In 2012, a series of challenges were levelled at the Aadhaar, including that the Aadhaar violated constitutionally protected privacy rights.

In a mammoth 1448 page judgement, the Court made several key rulings:

  • The Court ruled that the Aadhaar system does not in itself violate the fundamental right to privacy. However, the Court specifically called out a need for a ‘robust data protection framework’ to ensure pricy rights are protected.
  • However, the Aadhaar cannot be mandatory for some purposes, including access to mobile phone services and bank accounts, as well as access to some government services, particularly education. Aadhaar-authentication will still be required for tax administration (this resolves some uncertainty from a previous ruling).
  • The private sector cannot demand that an Aadhaar be provided, and private usage of the Aadhaar database is unconstitutional unless expressly authorised by law.
  • The Court also specified that law enforcement access to Aadhaar data will require judicial approval, and any national security-based requests will require consultation with High Court justices (i.e., the highest court in the relevant Indian state).
  • Indian citizens must be able to file complaints regarding data breaches involving the Aadhaar; prior to this judgment, the ability to file complaints regarding violations of the Aadhaar Act was limited to the government authority administering the Aadhaar system, the Unique ID Authority of India.

The Aadhaar will continue to be required for many essential government services, including welfare benefits and ration distribution – s7 of the Aadhaar Act makes Aadhaar-based authentication a pre-condition for accessing “subsidy, benefits or services” by the government.

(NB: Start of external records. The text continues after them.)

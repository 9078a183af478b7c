//! Room API Handlers

use axum::{
    Json,
    extract::{Path, Query, State},
};
use shared::models::{RoomCreate, RoomListing, RoomQuery, RoomStatusUpdate, RoomUpdate, ReviewDetail};

use crate::api::{ApiResult, ok, ok_with_message};
use crate::services::{content, room as service};
use crate::state::AppState;

/// GET /api/kamar?status=&room_type=
pub async fn list(State(state): State<AppState>, Query(query): Query<RoomQuery>) -> ApiResult<Vec<RoomListing>> {
    ok(service::list_rooms(state.pool(), &query).await?)
}

/// GET /api/kamar/{id}
pub async fn get_by_id(State(state): State<AppState>, Path(id): Path<i64>) -> ApiResult<RoomListing> {
    ok(service::get_room(state.pool(), id).await?)
}

/// GET /api/kamar/{id}/reviews
pub async fn list_reviews(State(state): State<AppState>, Path(id): Path<i64>) -> ApiResult<Vec<ReviewDetail>> {
    service::get_room(state.pool(), id).await?;
    ok(content::list_room_reviews(state.pool(), id).await?)
}

/// POST /api/kamar
pub async fn create(State(state): State<AppState>, Json(payload): Json<RoomCreate>) -> ApiResult<RoomListing> {
    ok_with_message("Room created", service::create_room(state.pool(), &payload).await?)
}

/// PUT /api/kamar/{id}
pub async fn update(
    State(state): State<AppState>,
    Path(id): Path<i64>,
    Json(payload): Json<RoomUpdate>,
) -> ApiResult<RoomListing> {
    ok(service::update_room(state.pool(), id, &payload).await?)
}

/// DELETE /api/kamar/{id}
pub async fn delete(State(state): State<AppState>, Path(id): Path<i64>) -> ApiResult<()> {
    service::delete_room(state.pool(), id).await?;
    ok_with_message("Room deleted", ())
}

/// PUT /api/kamar/{id}/status
pub async fn update_status(
    State(state): State<AppState>,
    Path(id): Path<i64>,
    Json(payload): Json<RoomStatusUpdate>,
) -> ApiResult<RoomListing> {
    ok(service::update_room_status(state.pool(), id, payload.status).await?)
}
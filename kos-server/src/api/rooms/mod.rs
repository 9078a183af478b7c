//! Room (kamar) API

mod handler;

use axum::{
    Router,
    routing::{get, put},
};

use super::admin_only;
use crate::state::AppState;

pub fn router(state: &AppState) -> Router<AppState> {
    Router::new().nest("/kamar", routes(state))
}

fn routes(state: &AppState) -> Router<AppState> {
    let public = Router::new()
        .route("/", get(handler::list))
        .route("/{id}", get(handler::get_by_id))
        .route("/{id}/reviews", get(handler::list_reviews));

    let manage = Router::new()
        .route("/", axum::routing::post(handler::create))
        .route("/{id}", put(handler::update).delete(handler::delete))
        .route("/{id}/status", put(handler::update_status));

    public.merge(admin_only(state, manage))
}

This has been one of the key concerns of Aadhaar opponents – that access to essential government services shouldn’t be dependant on Aadhaar verification. There have been allegations that people have been denied rations due to ineffective implementation of Aadhaar verification, leading to deaths.

It’s also unclear whether information collected under provisions which have now been ruled as unconstitutional – for example, Aadhaar data collected by Indian banks and telcos – will need to be deleted.

As Australia moves towards linking siloed government databases and creating its own digital identity system, India’s experience with the Aadhaar offers many lessons. A digital identity system offers many potential benefits, but all technology is a double-edged sword. Obviously, Australia will need to ensure that any digital identity system is secure but, beyond that, that the Australian public trusts the system. To obtain that trust, Australian governments will need ensure the system and the uses of the digital identity are transparent and ethical – that the system will be used in the interests of the Australian public, in accordance with clear ethical frameworks. Those frameworks will need to be flexible enough to enable interfaces with the private sector to reap the full benefits of the system, but robust enough to ensure those uses are in the public interest. Law enforcement access to government databases remains a major concern for Australians, and will need to be addressed. It’s a tightrope, and it will need to be walked very carefully indeed.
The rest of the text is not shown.